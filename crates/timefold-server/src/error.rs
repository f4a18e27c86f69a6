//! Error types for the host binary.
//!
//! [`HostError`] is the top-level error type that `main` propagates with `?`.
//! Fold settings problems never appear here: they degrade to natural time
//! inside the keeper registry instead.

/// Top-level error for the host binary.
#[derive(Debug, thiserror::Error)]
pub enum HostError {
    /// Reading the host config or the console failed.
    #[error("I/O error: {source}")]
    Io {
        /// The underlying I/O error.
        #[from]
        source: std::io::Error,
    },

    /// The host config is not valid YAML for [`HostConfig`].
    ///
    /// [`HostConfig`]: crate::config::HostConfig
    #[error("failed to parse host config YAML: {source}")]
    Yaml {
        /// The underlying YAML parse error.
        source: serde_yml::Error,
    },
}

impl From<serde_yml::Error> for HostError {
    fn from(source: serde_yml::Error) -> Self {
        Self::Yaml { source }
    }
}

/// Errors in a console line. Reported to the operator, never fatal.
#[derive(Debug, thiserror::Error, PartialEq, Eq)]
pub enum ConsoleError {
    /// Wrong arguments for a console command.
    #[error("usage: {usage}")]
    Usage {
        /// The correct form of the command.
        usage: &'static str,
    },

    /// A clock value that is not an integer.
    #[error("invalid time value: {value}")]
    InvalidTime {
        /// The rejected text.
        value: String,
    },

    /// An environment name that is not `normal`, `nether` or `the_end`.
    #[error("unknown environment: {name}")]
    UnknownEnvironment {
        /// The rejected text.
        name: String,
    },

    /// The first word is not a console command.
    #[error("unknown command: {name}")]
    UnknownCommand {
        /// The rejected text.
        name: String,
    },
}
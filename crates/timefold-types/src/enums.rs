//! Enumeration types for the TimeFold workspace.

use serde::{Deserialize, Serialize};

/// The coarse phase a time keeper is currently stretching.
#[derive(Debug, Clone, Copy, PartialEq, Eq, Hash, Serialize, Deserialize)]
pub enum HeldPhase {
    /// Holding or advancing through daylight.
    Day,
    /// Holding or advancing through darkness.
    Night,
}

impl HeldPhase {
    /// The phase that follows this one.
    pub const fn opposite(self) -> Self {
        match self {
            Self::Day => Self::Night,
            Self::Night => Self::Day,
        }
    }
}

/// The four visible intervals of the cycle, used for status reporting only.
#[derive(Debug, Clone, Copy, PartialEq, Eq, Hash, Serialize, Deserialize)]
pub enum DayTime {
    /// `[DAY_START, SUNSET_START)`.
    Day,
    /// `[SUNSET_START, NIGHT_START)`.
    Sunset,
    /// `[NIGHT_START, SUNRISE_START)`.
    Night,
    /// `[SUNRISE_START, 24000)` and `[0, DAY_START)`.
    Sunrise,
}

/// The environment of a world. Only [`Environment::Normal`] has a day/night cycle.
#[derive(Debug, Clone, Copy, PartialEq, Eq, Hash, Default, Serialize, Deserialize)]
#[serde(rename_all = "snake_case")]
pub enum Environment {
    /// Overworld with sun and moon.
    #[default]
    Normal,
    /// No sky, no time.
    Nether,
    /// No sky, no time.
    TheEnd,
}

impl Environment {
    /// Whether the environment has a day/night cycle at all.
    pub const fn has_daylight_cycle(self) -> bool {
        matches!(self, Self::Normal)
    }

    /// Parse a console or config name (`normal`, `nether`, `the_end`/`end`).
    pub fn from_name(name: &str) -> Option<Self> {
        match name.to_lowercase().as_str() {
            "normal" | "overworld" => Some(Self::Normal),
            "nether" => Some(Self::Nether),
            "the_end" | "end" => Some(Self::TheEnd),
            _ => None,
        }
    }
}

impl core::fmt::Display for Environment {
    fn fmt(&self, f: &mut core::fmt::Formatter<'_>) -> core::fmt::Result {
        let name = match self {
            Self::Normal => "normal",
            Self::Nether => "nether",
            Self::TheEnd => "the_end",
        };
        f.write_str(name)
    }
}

◆ ◆ ◆ ◆ ◆

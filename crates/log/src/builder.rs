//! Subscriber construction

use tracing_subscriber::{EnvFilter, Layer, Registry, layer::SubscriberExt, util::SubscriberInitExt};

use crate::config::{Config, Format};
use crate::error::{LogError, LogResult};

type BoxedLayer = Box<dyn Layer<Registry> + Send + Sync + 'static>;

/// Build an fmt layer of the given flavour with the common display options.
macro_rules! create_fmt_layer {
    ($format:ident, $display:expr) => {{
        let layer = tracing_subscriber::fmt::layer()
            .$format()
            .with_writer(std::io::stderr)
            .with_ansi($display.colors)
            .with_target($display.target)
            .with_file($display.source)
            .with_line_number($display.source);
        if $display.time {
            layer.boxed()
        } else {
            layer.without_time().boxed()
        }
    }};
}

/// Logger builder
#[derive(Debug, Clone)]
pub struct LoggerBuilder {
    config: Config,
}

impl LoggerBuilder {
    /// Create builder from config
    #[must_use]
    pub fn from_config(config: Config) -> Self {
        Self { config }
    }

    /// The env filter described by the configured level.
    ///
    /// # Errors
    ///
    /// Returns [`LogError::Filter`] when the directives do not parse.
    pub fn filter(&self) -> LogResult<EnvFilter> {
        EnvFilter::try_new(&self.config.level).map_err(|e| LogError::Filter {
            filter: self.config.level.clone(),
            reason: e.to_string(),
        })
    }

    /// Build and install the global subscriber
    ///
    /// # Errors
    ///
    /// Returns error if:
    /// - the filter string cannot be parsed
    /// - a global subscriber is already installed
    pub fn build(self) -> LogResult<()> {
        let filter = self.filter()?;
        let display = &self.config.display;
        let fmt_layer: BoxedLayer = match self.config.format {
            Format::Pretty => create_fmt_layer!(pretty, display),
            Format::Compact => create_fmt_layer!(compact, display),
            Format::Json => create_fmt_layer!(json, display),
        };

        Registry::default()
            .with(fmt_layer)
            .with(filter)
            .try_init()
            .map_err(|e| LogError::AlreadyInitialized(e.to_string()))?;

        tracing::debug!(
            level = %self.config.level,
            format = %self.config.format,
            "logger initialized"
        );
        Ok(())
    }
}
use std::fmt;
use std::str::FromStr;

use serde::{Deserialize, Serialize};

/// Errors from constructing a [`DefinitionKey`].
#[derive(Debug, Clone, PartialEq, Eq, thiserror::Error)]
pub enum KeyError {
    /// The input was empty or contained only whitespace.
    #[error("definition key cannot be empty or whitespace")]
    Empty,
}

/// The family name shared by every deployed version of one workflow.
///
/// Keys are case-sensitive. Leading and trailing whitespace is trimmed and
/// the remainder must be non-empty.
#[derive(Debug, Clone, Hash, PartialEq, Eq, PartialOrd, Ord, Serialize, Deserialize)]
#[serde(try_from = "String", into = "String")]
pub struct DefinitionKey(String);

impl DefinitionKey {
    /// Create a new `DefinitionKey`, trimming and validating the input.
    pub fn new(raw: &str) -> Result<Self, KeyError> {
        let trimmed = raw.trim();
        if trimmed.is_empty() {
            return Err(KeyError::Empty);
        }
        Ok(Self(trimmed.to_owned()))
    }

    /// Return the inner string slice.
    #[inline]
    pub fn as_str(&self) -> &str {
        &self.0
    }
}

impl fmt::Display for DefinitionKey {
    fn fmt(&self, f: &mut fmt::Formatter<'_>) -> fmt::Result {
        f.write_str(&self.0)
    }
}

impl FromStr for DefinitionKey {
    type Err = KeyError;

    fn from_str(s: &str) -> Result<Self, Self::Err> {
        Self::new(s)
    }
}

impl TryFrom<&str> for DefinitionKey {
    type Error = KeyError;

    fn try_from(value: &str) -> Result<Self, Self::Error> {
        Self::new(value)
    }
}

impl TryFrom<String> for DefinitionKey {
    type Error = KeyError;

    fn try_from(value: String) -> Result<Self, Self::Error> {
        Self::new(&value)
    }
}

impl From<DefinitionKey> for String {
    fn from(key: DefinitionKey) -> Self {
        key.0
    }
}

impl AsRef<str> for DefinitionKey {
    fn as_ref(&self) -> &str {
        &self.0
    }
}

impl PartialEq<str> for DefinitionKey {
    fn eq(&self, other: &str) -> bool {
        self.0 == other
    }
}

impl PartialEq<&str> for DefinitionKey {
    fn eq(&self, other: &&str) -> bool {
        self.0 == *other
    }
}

◆ ◆ ◆ ◆ ◆

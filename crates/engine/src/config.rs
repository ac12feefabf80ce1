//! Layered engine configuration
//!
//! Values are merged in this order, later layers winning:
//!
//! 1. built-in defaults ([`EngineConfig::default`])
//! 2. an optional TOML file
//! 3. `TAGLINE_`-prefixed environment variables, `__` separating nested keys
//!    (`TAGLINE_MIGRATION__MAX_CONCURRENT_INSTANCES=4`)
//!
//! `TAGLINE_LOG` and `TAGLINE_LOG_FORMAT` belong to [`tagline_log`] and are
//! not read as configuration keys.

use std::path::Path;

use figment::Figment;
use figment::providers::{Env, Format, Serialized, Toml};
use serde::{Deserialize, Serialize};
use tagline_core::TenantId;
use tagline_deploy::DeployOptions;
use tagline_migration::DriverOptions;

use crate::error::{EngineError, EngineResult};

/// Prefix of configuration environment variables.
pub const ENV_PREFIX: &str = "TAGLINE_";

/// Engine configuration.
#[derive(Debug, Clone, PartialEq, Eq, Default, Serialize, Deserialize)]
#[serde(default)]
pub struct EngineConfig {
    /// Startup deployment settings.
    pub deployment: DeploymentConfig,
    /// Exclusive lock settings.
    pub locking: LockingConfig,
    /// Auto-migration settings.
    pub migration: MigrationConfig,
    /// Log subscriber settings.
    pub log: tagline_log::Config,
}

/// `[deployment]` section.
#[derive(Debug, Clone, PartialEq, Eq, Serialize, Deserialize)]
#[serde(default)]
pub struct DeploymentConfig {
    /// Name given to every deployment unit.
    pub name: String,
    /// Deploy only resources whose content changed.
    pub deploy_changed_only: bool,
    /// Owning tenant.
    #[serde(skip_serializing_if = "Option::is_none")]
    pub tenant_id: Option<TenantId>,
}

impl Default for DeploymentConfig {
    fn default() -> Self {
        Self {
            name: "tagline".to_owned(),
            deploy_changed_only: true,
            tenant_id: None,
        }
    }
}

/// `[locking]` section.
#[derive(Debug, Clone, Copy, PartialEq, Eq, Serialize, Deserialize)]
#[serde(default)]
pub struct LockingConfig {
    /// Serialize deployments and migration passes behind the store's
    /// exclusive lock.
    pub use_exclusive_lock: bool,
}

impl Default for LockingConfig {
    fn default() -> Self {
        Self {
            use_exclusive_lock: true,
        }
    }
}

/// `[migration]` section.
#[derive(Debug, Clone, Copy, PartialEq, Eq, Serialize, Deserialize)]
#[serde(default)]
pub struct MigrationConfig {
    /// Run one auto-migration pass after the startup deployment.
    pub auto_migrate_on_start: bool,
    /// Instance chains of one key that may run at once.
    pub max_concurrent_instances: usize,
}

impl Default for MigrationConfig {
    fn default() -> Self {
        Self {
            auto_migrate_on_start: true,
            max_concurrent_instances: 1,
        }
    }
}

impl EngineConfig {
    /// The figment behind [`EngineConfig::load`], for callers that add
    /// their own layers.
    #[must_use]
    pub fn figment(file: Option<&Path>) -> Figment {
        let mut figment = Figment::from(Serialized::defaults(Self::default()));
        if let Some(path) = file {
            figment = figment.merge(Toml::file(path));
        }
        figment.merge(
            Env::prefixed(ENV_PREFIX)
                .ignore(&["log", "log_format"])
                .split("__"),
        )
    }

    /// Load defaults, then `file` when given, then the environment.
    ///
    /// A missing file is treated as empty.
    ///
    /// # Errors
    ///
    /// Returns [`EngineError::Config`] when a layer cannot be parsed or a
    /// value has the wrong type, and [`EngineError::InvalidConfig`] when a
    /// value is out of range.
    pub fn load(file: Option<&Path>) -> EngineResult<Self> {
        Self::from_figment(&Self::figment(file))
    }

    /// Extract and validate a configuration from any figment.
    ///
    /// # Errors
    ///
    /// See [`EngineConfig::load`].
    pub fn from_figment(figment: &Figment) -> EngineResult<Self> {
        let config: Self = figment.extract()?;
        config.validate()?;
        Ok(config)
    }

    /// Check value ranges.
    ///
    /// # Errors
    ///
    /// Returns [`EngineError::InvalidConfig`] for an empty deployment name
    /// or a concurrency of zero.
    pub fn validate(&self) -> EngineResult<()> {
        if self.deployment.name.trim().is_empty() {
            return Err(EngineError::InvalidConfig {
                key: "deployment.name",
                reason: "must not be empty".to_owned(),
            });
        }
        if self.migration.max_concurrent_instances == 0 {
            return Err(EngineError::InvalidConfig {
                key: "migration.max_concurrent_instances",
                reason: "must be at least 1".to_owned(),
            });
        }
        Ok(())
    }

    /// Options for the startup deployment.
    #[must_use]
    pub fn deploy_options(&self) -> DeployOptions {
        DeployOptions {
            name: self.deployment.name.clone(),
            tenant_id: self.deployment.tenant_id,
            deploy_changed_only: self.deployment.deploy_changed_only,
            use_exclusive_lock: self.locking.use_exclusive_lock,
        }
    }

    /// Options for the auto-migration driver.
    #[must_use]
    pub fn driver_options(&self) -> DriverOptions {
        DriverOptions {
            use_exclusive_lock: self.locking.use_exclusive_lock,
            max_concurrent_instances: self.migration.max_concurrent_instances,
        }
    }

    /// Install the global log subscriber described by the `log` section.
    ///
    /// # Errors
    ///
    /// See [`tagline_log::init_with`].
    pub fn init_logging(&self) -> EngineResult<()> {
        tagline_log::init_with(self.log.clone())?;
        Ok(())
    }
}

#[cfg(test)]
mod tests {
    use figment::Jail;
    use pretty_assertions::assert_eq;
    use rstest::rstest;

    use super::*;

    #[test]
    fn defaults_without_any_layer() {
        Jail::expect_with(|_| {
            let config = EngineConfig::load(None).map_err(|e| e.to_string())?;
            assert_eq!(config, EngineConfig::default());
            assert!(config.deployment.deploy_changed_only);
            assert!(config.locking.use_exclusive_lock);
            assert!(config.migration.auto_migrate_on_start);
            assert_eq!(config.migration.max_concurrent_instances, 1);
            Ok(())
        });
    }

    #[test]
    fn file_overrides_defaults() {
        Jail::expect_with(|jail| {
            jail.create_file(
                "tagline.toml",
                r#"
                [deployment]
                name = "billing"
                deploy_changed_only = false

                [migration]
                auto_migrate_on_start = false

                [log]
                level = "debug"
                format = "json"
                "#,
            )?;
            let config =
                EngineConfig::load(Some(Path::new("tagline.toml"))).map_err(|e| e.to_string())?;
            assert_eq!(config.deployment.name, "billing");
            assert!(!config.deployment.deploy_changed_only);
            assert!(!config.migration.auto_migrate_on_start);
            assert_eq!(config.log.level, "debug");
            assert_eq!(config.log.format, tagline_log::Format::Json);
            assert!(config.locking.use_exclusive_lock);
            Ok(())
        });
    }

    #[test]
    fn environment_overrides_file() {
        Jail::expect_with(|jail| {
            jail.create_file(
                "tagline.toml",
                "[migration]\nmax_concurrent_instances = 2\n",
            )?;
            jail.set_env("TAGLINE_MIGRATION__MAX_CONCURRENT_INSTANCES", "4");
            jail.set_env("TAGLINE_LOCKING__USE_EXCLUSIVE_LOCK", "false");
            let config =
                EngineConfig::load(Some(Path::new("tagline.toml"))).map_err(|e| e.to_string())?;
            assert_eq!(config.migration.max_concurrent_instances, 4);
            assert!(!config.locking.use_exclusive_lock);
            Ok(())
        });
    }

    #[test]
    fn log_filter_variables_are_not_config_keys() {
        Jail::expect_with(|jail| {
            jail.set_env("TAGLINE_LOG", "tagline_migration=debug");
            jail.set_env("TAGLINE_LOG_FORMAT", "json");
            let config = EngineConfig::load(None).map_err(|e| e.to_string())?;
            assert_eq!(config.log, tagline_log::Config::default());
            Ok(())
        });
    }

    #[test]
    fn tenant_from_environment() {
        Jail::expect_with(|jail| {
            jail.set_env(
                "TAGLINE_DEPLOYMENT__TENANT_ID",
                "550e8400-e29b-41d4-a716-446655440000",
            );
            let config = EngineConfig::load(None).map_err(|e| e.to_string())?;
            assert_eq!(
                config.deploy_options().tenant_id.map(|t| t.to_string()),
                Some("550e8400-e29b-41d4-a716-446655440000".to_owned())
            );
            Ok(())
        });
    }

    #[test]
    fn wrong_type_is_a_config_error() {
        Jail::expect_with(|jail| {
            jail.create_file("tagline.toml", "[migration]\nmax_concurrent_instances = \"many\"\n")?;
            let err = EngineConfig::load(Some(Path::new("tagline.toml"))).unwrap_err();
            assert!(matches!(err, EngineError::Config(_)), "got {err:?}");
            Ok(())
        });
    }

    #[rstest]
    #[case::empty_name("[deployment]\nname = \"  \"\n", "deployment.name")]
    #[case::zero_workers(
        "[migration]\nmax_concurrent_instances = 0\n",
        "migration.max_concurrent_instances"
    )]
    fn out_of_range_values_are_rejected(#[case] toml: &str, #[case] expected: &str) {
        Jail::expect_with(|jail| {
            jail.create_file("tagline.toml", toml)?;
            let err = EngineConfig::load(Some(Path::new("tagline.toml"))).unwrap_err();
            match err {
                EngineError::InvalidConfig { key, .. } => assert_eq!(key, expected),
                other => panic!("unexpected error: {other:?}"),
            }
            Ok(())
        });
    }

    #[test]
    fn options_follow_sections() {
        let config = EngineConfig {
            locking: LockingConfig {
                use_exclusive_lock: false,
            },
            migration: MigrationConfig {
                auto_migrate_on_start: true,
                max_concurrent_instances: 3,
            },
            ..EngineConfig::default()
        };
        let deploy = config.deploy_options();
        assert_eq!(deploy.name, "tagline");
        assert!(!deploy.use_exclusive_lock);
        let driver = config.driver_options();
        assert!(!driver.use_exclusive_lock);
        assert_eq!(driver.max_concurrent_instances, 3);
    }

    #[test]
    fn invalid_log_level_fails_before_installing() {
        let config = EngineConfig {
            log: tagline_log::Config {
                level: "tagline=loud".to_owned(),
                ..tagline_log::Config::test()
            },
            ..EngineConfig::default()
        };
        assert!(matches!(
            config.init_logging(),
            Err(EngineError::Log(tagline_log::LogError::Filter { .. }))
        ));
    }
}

◆ ◆ ◆ ◆ ◆

# INSTRUCTIONS TO FOLLOW
Of the lines above, output exactly those from the line bearing "type Err = KeyError;" through the line bearing "Self::new(value)", inclusive.

# EXERCISE RESULT
    type Err = KeyError;

    fn from_str(s: &str) -> Result<Self, Self::Err> {
        Self::new(s)
    }
}

impl TryFrom<&str> for DefinitionKey {
    type Error = KeyError;

    fn try_from(value: &str) -> Result<Self, Self::Error> {
        Self::new(value)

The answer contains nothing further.